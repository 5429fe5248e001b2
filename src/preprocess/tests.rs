//! Tests for preprocessing primitives

use approx::assert_abs_diff_eq;
use ndarray::{array, Array1, Array2};

use super::*;
use crate::catalog::{Knob, KnobType};

fn knob(name: &str, vartype: KnobType, enumvals: Vec<&str>) -> Knob {
    Knob {
        name: name.into(),
        vartype,
        default: "0".into(),
        minval: 0.0,
        maxval: 100.0,
        enumvals: enumvals.into_iter().map(String::from).collect(),
    }
}

// ---------------------------------------------------------------------------
// StandardScaler
// ---------------------------------------------------------------------------

#[test]
fn test_standard_scaler_zero_mean_unit_variance() {
    let x = array![[1.0, 10.0], [2.0, 20.0], [3.0, 30.0]];
    let scaler = StandardScaler::fit(&x).unwrap();
    let scaled = scaler.transform(&x);
    for j in 0..2 {
        let mean: f64 = scaled.column(j).iter().sum::<f64>() / 3.0;
        let var: f64 = scaled.column(j).iter().map(|v| (v - mean).powi(2)).sum::<f64>() / 3.0;
        assert_abs_diff_eq!(mean, 0.0, epsilon = 1e-12);
        assert_abs_diff_eq!(var, 1.0, epsilon = 1e-12);
    }
}

#[test]
fn test_standard_scaler_roundtrip() {
    let x = array![[1.0, 10.0], [2.0, 20.0], [3.0, 30.0]];
    let scaler = StandardScaler::fit(&x).unwrap();
    let row = Array1::from(vec![2.5, 17.0]);
    let back = scaler.inverse_transform_row(&scaler.transform_row(&row));
    assert_abs_diff_eq!(back[0], 2.5, epsilon = 1e-12);
    assert_abs_diff_eq!(back[1], 17.0, epsilon = 1e-12);
}

#[test]
fn test_standard_scaler_empty_fails() {
    let x = Array2::<f64>::zeros((0, 3));
    assert!(matches!(
        StandardScaler::fit(&x),
        Err(PreprocessError::EmptyMatrix)
    ));
}

#[test]
fn test_standard_scaler_constant_column_scale_one() {
    let x = array![[5.0, 1.0], [5.0, 2.0]];
    let scaler = StandardScaler::fit(&x).unwrap();
    let scaled = scaler.transform(&x);
    // constant column: mean shift only, no division blowup
    assert_abs_diff_eq!(scaled[[0, 0]], 0.0, epsilon = 1e-12);
    assert_abs_diff_eq!(scaled[[1, 0]], 0.0, epsilon = 1e-12);
}

#[test]
fn test_standard_scaler_strict_rejects_zero_variance() {
    let x = array![[5.0, 1.0], [5.0, 2.0]];
    assert!(matches!(
        StandardScaler::fit_strict(&x),
        Err(PreprocessError::ZeroVariance(0))
    ));
}

// ---------------------------------------------------------------------------
// MinMaxScaler
// ---------------------------------------------------------------------------

#[test]
fn test_minmax_from_bounds_matrix() {
    // fit on a (min, max) bounds matrix, the knob-normalization pattern
    let bounds = array![[0.0, 100.0], [10.0, 200.0]];
    let scaler = MinMaxScaler::fit(&bounds).unwrap();
    let row = Array1::from(vec![5.0, 150.0]);
    let norm = scaler.transform_row(&row);
    assert_abs_diff_eq!(norm[0], 0.5, epsilon = 1e-12);
    assert_abs_diff_eq!(norm[1], 0.5, epsilon = 1e-12);
    let back = scaler.inverse_transform_row(&norm);
    assert_abs_diff_eq!(back[0], 5.0, epsilon = 1e-12);
    assert_abs_diff_eq!(back[1], 150.0, epsilon = 1e-12);
}

#[test]
fn test_minmax_degenerate_column_maps_to_zero() {
    let x = array![[3.0], [3.0]];
    let scaler = MinMaxScaler::fit(&x).unwrap();
    let norm = scaler.transform_row(&Array1::from(vec![3.0]));
    assert_abs_diff_eq!(norm[0], 0.0, epsilon = 1e-12);
}

// ---------------------------------------------------------------------------
// DecileBinner
// ---------------------------------------------------------------------------

#[test]
fn test_decile_binner_uniform_column() {
    let x = Array2::from_shape_vec((10, 1), (1..=10).map(f64::from).collect()).unwrap();
    let binner = DecileBinner::fit(&x, 1.0).unwrap();
    let binned = binner.transform(&x);
    // 10 equally-spaced values land in 10 distinct bins, labeled from 1
    let labels: Vec<f64> = binned.column(0).to_vec();
    assert_eq!(labels[0], 1.0);
    assert_eq!(labels[9], 10.0);
    for w in labels.windows(2) {
        assert!(w[1] >= w[0]);
    }
}

#[test]
fn test_decile_binner_out_of_range_values_clamp_to_extremes() {
    let x = Array2::from_shape_vec((10, 1), (1..=10).map(f64::from).collect()).unwrap();
    let binner = DecileBinner::fit(&x, 1.0).unwrap();
    let probe = array![[-100.0], [100.0]];
    let binned = binner.transform(&probe);
    assert_eq!(binned[[0, 0]], 1.0);
    assert_eq!(binned[[1, 0]], 10.0);
}

// ---------------------------------------------------------------------------
// DummyEncoder
// ---------------------------------------------------------------------------

fn encoder_fixture() -> (DummyEncoder, Vec<usize>, Vec<String>) {
    let labels: Vec<String> = vec!["sync_mode".into(), "fsync".into(), "work_mem".into()];
    let knobs = vec![
        knob("sync_mode", KnobType::Enum, vec!["off", "local", "remote"]),
        knob("fsync", KnobType::Bool, vec![]),
        knob("work_mem", KnobType::Integer, vec![]),
    ];
    let (enc, binary) = DummyEncoder::from_catalog(&labels, &knobs);
    (enc, binary, labels)
}

#[test]
fn test_dummy_encoder_layout() {
    let (enc, binary, _) = encoder_fixture();
    assert_eq!(enc.total_dummies(), 3);
    assert_eq!(enc.n_output(), 5);
    assert!(!enc.is_identity());
    // fsync is the first passthrough column, right after the dummies
    assert_eq!(binary, vec![3]);
}

#[test]
fn test_dummy_encoder_transform_one_hot() {
    let (enc, _, _) = encoder_fixture();
    let x = array![[1.0, 1.0, 64.0], [2.0, 0.0, 128.0]];
    let encoded = enc.transform(&x);
    assert_eq!(encoded.row(0).to_vec(), vec![0.0, 1.0, 0.0, 1.0, 64.0]);
    assert_eq!(encoded.row(1).to_vec(), vec![0.0, 0.0, 1.0, 0.0, 128.0]);
}

#[test]
fn test_dummy_encoder_inverse_roundtrip() {
    let (enc, _, _) = encoder_fixture();
    let x = array![[2.0, 1.0, 64.0]];
    let encoded = enc.transform(&x);
    let back = enc.inverse_row(&encoded.row(0).to_owned());
    assert_eq!(back.to_vec(), vec![2.0, 1.0, 64.0]);
}

// ---------------------------------------------------------------------------
// combine_duplicate_rows
// ---------------------------------------------------------------------------

#[test]
fn test_combine_duplicate_rows_keeps_first_seen() {
    let x = array![[1.0, 2.0], [3.0, 4.0], [1.0, 2.0]];
    let y = array![[10.0], [20.0], [30.0]];
    let (xd, yd, labels) = combine_duplicate_rows(&x, &y, &[7, 8, 9]);
    assert_eq!(xd.nrows(), 2);
    assert_eq!(yd.column(0).to_vec(), vec![10.0, 20.0]);
    assert_eq!(labels, vec![7, 8]);
}

#[test]
fn test_combine_duplicate_rows_no_dups_is_identity() {
    let x = array![[1.0], [2.0]];
    let y = array![[10.0], [20.0]];
    let (xd, yd, labels) = combine_duplicate_rows(&x, &y, &[1, 2]);
    assert_eq!(xd, x);
    assert_eq!(yd, y);
    assert_eq!(labels, vec![1, 2]);
}

// ---------------------------------------------------------------------------
// ConfigRepair
// ---------------------------------------------------------------------------

#[test]
fn test_config_repair_snaps_one_hot_and_binary() {
    let (enc, binary, _) = encoder_fixture();
    let raw = array![
        [1.0, 0.0, 0.0, 1.0, 64.0],
        [0.0, 1.0, 0.0, 0.0, 128.0],
        [0.0, 0.0, 1.0, 1.0, 256.0]
    ];
    let scaler = StandardScaler::fit(&raw).unwrap();
    let repair = ConfigRepair::new(scaler.clone(), Some(enc), binary, 0.3, 0.5);

    // A drifted candidate: no exclusive one-hot, binary off the grid
    let drifted_raw = Array1::from(vec![0.2, 0.9, 0.4, 0.7, 100.0]);
    let repaired_scaled = repair.repair(&scaler.transform_row(&drifted_raw));
    let repaired = scaler.inverse_transform_row(&repaired_scaled);

    assert_eq!(repaired[0], 0.0);
    assert_eq!(repaired[1], 1.0);
    assert_eq!(repaired[2], 0.0);
    assert_eq!(repaired[3], 1.0);
    assert_abs_diff_eq!(repaired[4], 100.0, epsilon = 1e-9);
}

#[test]
fn test_config_repair_flip_probability_decays() {
    let scaler = StandardScaler::fit(&array![[0.0], [1.0]]).unwrap();
    let repair = ConfigRepair::new(scaler, None, vec![], 0.3, 0.5);
    assert_abs_diff_eq!(repair.flip_probability(0), 0.3, epsilon = 1e-12);
    assert_abs_diff_eq!(repair.flip_probability(2), 0.075, epsilon = 1e-12);
}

▶ [What the exercise asks] Whenever the word "StandardScaler" shows up in a line above, copy that line.

▶ [Exercise result]
// StandardScaler
    let scaler = StandardScaler::fit(&x).unwrap();
    let scaler = StandardScaler::fit(&x).unwrap();
        StandardScaler::fit(&x),
    let scaler = StandardScaler::fit(&x).unwrap();
        StandardScaler::fit_strict(&x),
    let scaler = StandardScaler::fit(&raw).unwrap();
    let scaler = StandardScaler::fit(&array![[0.0], [1.0]]).unwrap();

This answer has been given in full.